Directions -
Copy out, word for word, the lines from the start of the data below through the line containing "use uuid::Uuid;", and no others.

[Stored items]
◇ ◇ ◇ ◇
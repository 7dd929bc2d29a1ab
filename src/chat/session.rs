//! Conversation session
//!
//! Append-only message store plus the visibility machine of one mounted
//! widget. Everything here is synchronous; timers live in
//! [`crate::chat::widget`] and hand back [`PendingReply`] tickets.

use thiserror::Error;
use uuid::Uuid;

use crate::chat::responder::{generate_reply, BotReply};
use crate::chat::rules::{GREETING, GREETING_SUGGESTIONS};
use crate::chat::visibility::{Transition, VisibilityController, VisibilityEvent};
use crate::types::message::{Message, MessageId};

/// Errors raised when delivering a bot reply.
#[derive(Debug, Error, PartialEq, Eq)]
pub enum SessionError {
    #[error("Session {0} has been disposed")]
    Disposed(Uuid),
    #[error("Reply ticket {0} is no longer outstanding")]
    StaleReply(u64),
}

/// Handle for the one reply a session is waiting on.
#[derive(Debug, Clone, PartialEq, Eq)]
pub struct PendingReply {
    ticket: u64,
    utterance: String,
}

impl PendingReply {
    pub fn ticket(&self) -> u64 {
        self.ticket
    }

    pub fn utterance(&self) -> &str {
        &self.utterance
    }
}

#[derive(Debug, Clone, Copy, PartialEq, Eq)]
pub enum IgnoreReason {
    /// Blank or whitespace-only input
    Empty,
    /// A bot reply is still being typed
    ReplyPending,
    Disposed,
}

/// What happened to a send attempt
#[derive(Debug, Clone, PartialEq, Eq)]
pub enum SendOutcome {
    Sent {
        message_id: MessageId,
        reply: PendingReply,
    },
    Ignored(IgnoreReason),
}

/// Outcome of a visibility event, including the greeting it may have seeded
#[derive(Debug, Clone, Copy, PartialEq, Eq)]
pub struct VisibilityOutcome {
    pub transition: Transition,
    pub greeting: Option<MessageId>,
}

#[derive(Debug)]
pub struct ConversationSession {
    id: Uuid,
    messages: Vec<Message>,
    is_typing: bool,
    visibility: VisibilityController,
    next_message_id: u64,
    next_ticket: u64,
    outstanding: Option<u64>,
    disposed: bool,
}

impl Default for ConversationSession {
    fn default() -> Self {
        Self::new()
    }
}

impl ConversationSession {
    pub fn new() -> Self {
        Self {
            id: Uuid::new_v4(),
            messages: Vec::new(),
            is_typing: false,
            visibility: VisibilityController::new(),
            next_message_id: 1,
            next_ticket: 1,
            outstanding: None,
            disposed: false,
        }
    }

    pub fn id(&self) -> Uuid {
        self.id
    }

    pub fn messages(&self) -> &[Message] {
        &self.messages
    }

    pub fn last_message(&self) -> Option<&Message> {
        self.messages.last()
    }

    pub fn is_typing(&self) -> bool {
        self.is_typing
    }

    pub fn has_user_interacted(&self) -> bool {
        self.visibility.has_user_interacted()
    }

    pub fn visibility(&self) -> &VisibilityController {
        &self.visibility
    }

    pub fn is_disposed(&self) -> bool {
        self.disposed
    }

    /// Feed a visibility event. Opening the window or showing the bubble
    /// seeds the greeting message if the conversation is still empty.
    pub fn handle_visibility(&mut self, event: VisibilityEvent) -> VisibilityOutcome {
        if self.disposed {
            return VisibilityOutcome {
                transition: Transition {
                    changed: false,
                    greeting_shown: false,
                    opened: false,
                },
                greeting: None,
            };
        }

        let transition = self.visibility.handle(event);
        let greeting = if transition.opened || transition.greeting_shown {
            self.ensure_greeting()
        } else {
            None
        };
        VisibilityOutcome {
            transition,
            greeting,
        }
    }

    /// Append the initial greeting once, only into an empty conversation.
    pub fn ensure_greeting(&mut self) -> Option<MessageId> {
        if self.disposed || !self.messages.is_empty() {
            return None;
        }
        let id = self.allocate_id();
        let suggestions = GREETING_SUGGESTIONS.iter().map(|s| s.to_string()).collect();
        self.messages.push(Message::bot(id, GREETING, suggestions));
        tracing::debug!(session = %self.id, message = %id, "Greeting appended");
        Some(id)
    }

    /// Append a visitor message and open a pending reply for it.
    ///
    /// Blank input is ignored, and so is any send while the previous reply
    /// is still pending, which keeps replies in the order of their prompts.
    pub fn append_user_message(&mut self, text: &str) -> SendOutcome {
        if self.disposed {
            return SendOutcome::Ignored(IgnoreReason::Disposed);
        }
        if text.trim().is_empty() {
            return SendOutcome::Ignored(IgnoreReason::Empty);
        }
        if self.is_typing {
            return SendOutcome::Ignored(IgnoreReason::ReplyPending);
        }

        let message_id = self.allocate_id();
        self.messages.push(Message::user(message_id, text));
        self.is_typing = true;
        self.visibility.mark_interacted();

        let ticket = self.next_ticket;
        self.next_ticket += 1;
        self.outstanding = Some(ticket);

        tracing::debug!(session = %self.id, message = %message_id, ticket, "User message appended");
        SendOutcome::Sent {
            message_id,
            reply: PendingReply {
                ticket,
                utterance: text.to_string(),
            },
        }
    }

    /// Append a bot message and stop the typing indicator.
    pub fn append_bot_message(&mut self, reply: BotReply) -> Result<&Message, SessionError> {
        if self.disposed {
            return Err(SessionError::Disposed(self.id));
        }
        let id = self.allocate_id();
        self.messages.push(reply.into_message(id));
        self.is_typing = false;
        self.outstanding = None;
        Ok(&self.messages[self.messages.len() - 1])
    }

    /// Generate and append the reply a [`PendingReply`] was waiting for.
    pub fn deliver_reply(&mut self, pending: &PendingReply) -> Result<&Message, SessionError> {
        if self.disposed {
            return Err(SessionError::Disposed(self.id));
        }
        if self.outstanding != Some(pending.ticket) {
            return Err(SessionError::StaleReply(pending.ticket));
        }
        let reply = generate_reply(&pending.utterance);
        self.append_bot_message(reply)
    }

    /// Tear the session down. Outstanding replies become undeliverable.
    pub fn dispose(&mut self) {
        if !self.disposed {
            tracing::debug!(session = %self.id, messages = self.messages.len(), "Session disposed");
        }
        self.disposed = true;
        self.outstanding = None;
        self.is_typing = false;
    }

    fn allocate_id(&mut self) -> MessageId {
        let id = MessageId(self.next_message_id);
        self.next_message_id += 1;
        id
    }
}

#[cfg(test)]
mod tests {
    use super::*;
    use crate::chat::visibility::Visibility;
    use crate::types::message::Sender;

    fn sent(outcome: SendOutcome) -> PendingReply {
        match outcome {
            SendOutcome::Sent { reply, .. } => reply,
            SendOutcome::Ignored(reason) => panic!("send ignored: {:?}", reason),
        }
    }

    #[test]
    fn test_blank_input_is_ignored() {
        let mut session = ConversationSession::new();
        for text in ["", "   ", "\n\t "] {
            assert_eq!(
                session.append_user_message(text),
                SendOutcome::Ignored(IgnoreReason::Empty)
            );
        }
        assert!(session.messages().is_empty());
        assert!(!session.is_typing());
        assert!(!session.has_user_interacted());
    }

    #[test]
    fn test_send_then_deliver() {
        let mut session = ConversationSession::new();
        let pending = sent(session.append_user_message("hello"));

        let last = session.last_message().expect("user message");
        assert_eq!(last.content, "hello");
        assert_eq!(last.sender, Sender::User);
        assert!(session.is_typing());
        assert!(session.has_user_interacted());

        session.deliver_reply(&pending).expect("deliver");
        assert_eq!(session.messages().len(), 2);
        assert_eq!(session.messages()[1].sender, Sender::Bot);
        assert!(!session.is_typing());
    }

    #[test]
    fn test_user_content_kept_as_typed() {
        let mut session = ConversationSession::new();
        sent(session.append_user_message("  padded  "));
        assert_eq!(session.messages()[0].content, "  padded  ");
    }

    #[test]
    fn test_second_send_refused_while_typing() {
        let mut session = ConversationSession::new();
        let pending = sent(session.append_user_message("first"));
        assert_eq!(
            session.append_user_message("second"),
            SendOutcome::Ignored(IgnoreReason::ReplyPending)
        );
        session.deliver_reply(&pending).expect("deliver");
        sent(session.append_user_message("second"));
        assert_eq!(session.messages().len(), 3);
    }

    #[test]
    fn test_ids_increase_in_creation_order() {
        let mut session = ConversationSession::new();
        session.ensure_greeting();
        let pending = sent(session.append_user_message("ai please"));
        session.deliver_reply(&pending).expect("deliver");
        let ids: Vec<u64> = session.messages().iter().map(|m| m.id.0).collect();
        assert_eq!(ids, vec![1, 2, 3]);
    }

    #[test]
    fn test_stale_ticket_rejected() {
        let mut session = ConversationSession::new();
        let pending = sent(session.append_user_message("one"));
        session.deliver_reply(&pending).expect("deliver");
        assert_eq!(
            session.deliver_reply(&pending),
            Err(SessionError::StaleReply(pending.ticket()))
        );
        assert_eq!(session.messages().len(), 2);
    }

    #[test]
    fn test_disposed_session_rejects_reply() {
        let mut session = ConversationSession::new();
        let pending = sent(session.append_user_message("hello"));
        let id = session.id();
        session.dispose();
        assert_eq!(session.deliver_reply(&pending), Err(SessionError::Disposed(id)));
        assert_eq!(session.messages().len(), 1);
        assert_eq!(
            session.append_user_message("again"),
            SendOutcome::Ignored(IgnoreReason::Disposed)
        );
    }

    #[test]
    fn test_open_seeds_greeting_once() {
        let mut session = ConversationSession::new();
        let outcome = session.handle_visibility(VisibilityEvent::Open);
        assert!(outcome.greeting.is_some());
        assert_eq!(session.visibility().visibility(), Visibility::Open);

        session.handle_visibility(VisibilityEvent::Close);
        let again = session.handle_visibility(VisibilityEvent::Open);
        assert!(again.greeting.is_none());
        assert_eq!(session.messages().len(), 1);
        assert_eq!(session.messages()[0].suggestions.len(), 5);
    }

    #[test]
    fn test_idle_timeout_seeds_greeting() {
        let mut session = ConversationSession::new();
        let outcome = session.handle_visibility(VisibilityEvent::IdleTimeout);
        assert!(outcome.transition.greeting_shown);
        assert!(outcome.greeting.is_some());
        assert_eq!(session.messages()[0].content, GREETING);
    }

    #[test]
    fn test_no_greeting_over_existing_conversation() {
        let mut session = ConversationSession::new();
        let pending = sent(session.append_user_message("hi"));
        session.deliver_reply(&pending).expect("deliver");
        assert!(session.handle_visibility(VisibilityEvent::Open).greeting.is_none());
        assert_eq!(session.messages()[0].content, "hi");
    }
}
◇ ◇ ◇ ◇
Worked solution -
repository 7dd929bc2d29a1ab
filename src/chat/session.rs
//! Conversation session
//!
//! Append-only message store plus the visibility machine of one mounted
//! widget. Everything here is synchronous; timers live in
//! [`crate::chat::widget`] and hand back [`PendingReply`] tickets.

use thiserror::Error;
use uuid::Uuid;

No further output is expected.